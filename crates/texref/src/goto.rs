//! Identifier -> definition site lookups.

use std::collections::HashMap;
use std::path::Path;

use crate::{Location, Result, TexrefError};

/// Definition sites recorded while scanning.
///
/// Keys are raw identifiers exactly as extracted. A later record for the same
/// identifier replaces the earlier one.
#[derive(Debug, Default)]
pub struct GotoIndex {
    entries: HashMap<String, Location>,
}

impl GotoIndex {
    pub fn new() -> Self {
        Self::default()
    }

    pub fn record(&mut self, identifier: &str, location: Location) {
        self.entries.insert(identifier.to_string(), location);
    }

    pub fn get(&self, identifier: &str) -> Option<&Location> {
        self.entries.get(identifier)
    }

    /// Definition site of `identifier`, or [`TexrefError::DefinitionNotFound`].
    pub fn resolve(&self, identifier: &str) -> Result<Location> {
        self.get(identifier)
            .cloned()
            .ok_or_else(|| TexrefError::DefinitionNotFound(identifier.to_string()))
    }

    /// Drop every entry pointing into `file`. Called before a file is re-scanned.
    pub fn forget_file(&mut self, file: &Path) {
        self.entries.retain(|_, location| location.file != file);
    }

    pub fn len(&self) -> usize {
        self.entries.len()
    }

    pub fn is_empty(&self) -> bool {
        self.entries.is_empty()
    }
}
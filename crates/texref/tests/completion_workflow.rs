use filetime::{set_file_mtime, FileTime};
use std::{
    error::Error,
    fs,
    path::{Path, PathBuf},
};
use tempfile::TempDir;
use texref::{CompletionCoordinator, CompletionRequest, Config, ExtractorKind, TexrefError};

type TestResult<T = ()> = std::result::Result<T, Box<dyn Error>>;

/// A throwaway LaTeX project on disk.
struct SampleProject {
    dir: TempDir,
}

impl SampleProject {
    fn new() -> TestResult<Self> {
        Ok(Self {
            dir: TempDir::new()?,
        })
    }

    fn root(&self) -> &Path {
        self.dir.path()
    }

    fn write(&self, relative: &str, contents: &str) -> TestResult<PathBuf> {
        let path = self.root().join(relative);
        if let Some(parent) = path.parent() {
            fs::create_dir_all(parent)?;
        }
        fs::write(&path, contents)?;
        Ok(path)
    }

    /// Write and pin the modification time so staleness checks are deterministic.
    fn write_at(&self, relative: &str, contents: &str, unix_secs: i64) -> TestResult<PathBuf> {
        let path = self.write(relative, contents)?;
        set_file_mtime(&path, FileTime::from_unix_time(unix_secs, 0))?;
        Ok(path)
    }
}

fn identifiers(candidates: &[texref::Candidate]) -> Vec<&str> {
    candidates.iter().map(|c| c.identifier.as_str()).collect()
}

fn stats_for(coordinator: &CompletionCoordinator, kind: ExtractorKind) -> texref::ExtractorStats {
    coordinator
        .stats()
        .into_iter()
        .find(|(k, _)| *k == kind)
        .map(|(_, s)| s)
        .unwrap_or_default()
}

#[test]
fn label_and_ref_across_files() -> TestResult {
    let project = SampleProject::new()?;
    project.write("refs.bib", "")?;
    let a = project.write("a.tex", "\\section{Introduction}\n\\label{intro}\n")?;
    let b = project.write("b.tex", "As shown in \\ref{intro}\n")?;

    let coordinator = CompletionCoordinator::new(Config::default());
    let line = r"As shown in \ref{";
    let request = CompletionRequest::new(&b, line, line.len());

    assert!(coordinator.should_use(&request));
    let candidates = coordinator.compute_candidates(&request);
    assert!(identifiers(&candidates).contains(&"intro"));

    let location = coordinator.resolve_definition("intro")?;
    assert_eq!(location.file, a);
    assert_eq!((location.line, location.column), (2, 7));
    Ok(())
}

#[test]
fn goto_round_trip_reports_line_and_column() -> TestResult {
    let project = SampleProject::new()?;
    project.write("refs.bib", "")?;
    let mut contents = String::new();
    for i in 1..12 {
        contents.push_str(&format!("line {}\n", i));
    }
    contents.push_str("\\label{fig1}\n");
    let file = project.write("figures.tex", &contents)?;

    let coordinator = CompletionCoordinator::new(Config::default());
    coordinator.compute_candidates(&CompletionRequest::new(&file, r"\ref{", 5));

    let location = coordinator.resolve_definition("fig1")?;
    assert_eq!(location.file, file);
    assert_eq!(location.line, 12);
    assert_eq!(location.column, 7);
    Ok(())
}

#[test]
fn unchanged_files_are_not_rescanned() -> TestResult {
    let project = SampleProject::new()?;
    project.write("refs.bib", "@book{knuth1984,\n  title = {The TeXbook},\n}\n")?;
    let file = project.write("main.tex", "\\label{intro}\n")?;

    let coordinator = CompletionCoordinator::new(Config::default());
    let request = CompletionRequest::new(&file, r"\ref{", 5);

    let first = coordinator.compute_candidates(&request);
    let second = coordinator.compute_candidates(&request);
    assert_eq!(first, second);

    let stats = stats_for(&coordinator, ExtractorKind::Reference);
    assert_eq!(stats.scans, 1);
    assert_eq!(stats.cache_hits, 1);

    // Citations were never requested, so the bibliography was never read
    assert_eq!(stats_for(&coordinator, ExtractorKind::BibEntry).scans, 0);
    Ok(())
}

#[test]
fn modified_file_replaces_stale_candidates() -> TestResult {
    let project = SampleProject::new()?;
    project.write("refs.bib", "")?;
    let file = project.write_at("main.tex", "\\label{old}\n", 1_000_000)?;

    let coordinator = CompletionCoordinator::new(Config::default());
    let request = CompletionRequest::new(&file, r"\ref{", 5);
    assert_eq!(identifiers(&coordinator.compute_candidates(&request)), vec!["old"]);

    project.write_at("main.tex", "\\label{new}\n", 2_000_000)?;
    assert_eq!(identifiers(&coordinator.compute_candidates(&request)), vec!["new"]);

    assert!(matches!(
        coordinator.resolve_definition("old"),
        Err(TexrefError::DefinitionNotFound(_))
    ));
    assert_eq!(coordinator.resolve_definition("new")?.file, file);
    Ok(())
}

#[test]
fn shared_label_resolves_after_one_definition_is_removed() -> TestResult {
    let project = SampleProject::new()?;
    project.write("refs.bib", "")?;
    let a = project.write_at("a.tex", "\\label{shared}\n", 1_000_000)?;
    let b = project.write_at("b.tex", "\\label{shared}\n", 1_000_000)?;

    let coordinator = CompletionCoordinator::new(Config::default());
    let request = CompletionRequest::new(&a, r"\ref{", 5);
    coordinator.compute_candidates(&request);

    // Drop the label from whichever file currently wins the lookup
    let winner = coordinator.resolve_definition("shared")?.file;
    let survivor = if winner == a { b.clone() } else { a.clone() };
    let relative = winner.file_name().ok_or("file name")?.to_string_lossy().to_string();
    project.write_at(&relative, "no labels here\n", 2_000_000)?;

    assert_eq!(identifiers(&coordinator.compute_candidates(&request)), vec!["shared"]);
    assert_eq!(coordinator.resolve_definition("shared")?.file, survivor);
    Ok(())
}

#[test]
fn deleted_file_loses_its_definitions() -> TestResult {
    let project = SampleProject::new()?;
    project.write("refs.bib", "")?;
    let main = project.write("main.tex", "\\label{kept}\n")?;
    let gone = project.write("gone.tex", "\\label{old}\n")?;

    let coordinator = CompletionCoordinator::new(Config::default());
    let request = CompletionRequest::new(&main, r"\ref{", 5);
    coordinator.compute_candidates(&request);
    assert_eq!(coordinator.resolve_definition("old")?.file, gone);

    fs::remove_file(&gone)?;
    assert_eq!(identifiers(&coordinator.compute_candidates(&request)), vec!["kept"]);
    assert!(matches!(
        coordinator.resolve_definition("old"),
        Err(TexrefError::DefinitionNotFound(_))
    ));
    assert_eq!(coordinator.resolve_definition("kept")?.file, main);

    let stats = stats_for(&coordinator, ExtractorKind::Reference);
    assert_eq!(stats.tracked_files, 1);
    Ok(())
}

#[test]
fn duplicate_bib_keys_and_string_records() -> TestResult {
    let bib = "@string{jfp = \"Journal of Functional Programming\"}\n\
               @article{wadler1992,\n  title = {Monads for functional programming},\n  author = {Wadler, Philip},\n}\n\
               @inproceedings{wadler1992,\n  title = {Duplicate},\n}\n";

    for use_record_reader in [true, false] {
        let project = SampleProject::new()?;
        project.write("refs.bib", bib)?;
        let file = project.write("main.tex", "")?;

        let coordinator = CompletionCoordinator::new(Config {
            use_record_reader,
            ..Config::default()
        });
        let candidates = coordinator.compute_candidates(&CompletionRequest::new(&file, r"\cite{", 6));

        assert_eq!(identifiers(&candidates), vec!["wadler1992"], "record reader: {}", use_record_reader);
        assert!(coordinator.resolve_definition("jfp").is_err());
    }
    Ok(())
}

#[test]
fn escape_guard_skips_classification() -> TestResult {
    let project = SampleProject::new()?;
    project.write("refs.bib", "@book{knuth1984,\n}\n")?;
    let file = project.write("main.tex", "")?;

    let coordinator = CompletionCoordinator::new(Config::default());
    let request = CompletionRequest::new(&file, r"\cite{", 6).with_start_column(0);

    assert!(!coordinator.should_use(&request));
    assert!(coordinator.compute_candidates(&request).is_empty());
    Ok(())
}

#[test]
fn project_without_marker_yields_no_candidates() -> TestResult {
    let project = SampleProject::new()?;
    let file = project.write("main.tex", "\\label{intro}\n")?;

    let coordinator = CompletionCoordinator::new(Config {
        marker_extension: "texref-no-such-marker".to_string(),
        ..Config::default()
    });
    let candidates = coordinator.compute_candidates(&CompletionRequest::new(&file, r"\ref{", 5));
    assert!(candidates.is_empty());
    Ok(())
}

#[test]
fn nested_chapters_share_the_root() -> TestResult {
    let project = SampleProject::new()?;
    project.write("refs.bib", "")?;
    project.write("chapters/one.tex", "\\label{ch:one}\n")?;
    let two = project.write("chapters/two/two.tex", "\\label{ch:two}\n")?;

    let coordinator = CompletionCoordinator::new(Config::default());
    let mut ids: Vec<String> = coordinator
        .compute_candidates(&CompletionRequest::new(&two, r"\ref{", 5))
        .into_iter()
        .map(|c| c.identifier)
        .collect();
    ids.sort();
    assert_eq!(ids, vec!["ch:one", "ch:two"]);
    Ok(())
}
^^^^^^^^
■ WHAT IS BEING ASKED ■
Starting at the line above that contains "if let Some(parent)", write out each line exactly until the line that contains "assert_eq!(location.file, a);" has been written, and stop there.

■ ANSWER BOX ■
        if let Some(parent) = path.parent() {
            fs::create_dir_all(parent)?;
        }
        fs::write(&path, contents)?;
        Ok(path)
    }

    /// Write and pin the modification time so staleness checks are deterministic.
    fn write_at(&self, relative: &str, contents: &str, unix_secs: i64) -> TestResult<PathBuf> {
        let path = self.write(relative, contents)?;
        set_file_mtime(&path, FileTime::from_unix_time(unix_secs, 0))?;
        Ok(path)
    }
}

fn identifiers(candidates: &[texref::Candidate]) -> Vec<&str> {
    candidates.iter().map(|c| c.identifier.as_str()).collect()
}

fn stats_for(coordinator: &CompletionCoordinator, kind: ExtractorKind) -> texref::ExtractorStats {
    coordinator
        .stats()
        .into_iter()
        .find(|(k, _)| *k == kind)
        .map(|(_, s)| s)
        .unwrap_or_default()
}

#[test]
fn label_and_ref_across_files() -> TestResult {
    let project = SampleProject::new()?;
    project.write("refs.bib", "")?;
    let a = project.write("a.tex", "\\section{Introduction}\n\\label{intro}\n")?;
    let b = project.write("b.tex", "As shown in \\ref{intro}\n")?;

    let coordinator = CompletionCoordinator::new(Config::default());
    let line = r"As shown in \ref{";
    let request = CompletionRequest::new(&b, line, line.len());

    assert!(coordinator.should_use(&request));
    let candidates = coordinator.compute_candidates(&request);
    assert!(identifiers(&candidates).contains(&"intro"));

    let location = coordinator.resolve_definition("intro")?;
    assert_eq!(location.file, a);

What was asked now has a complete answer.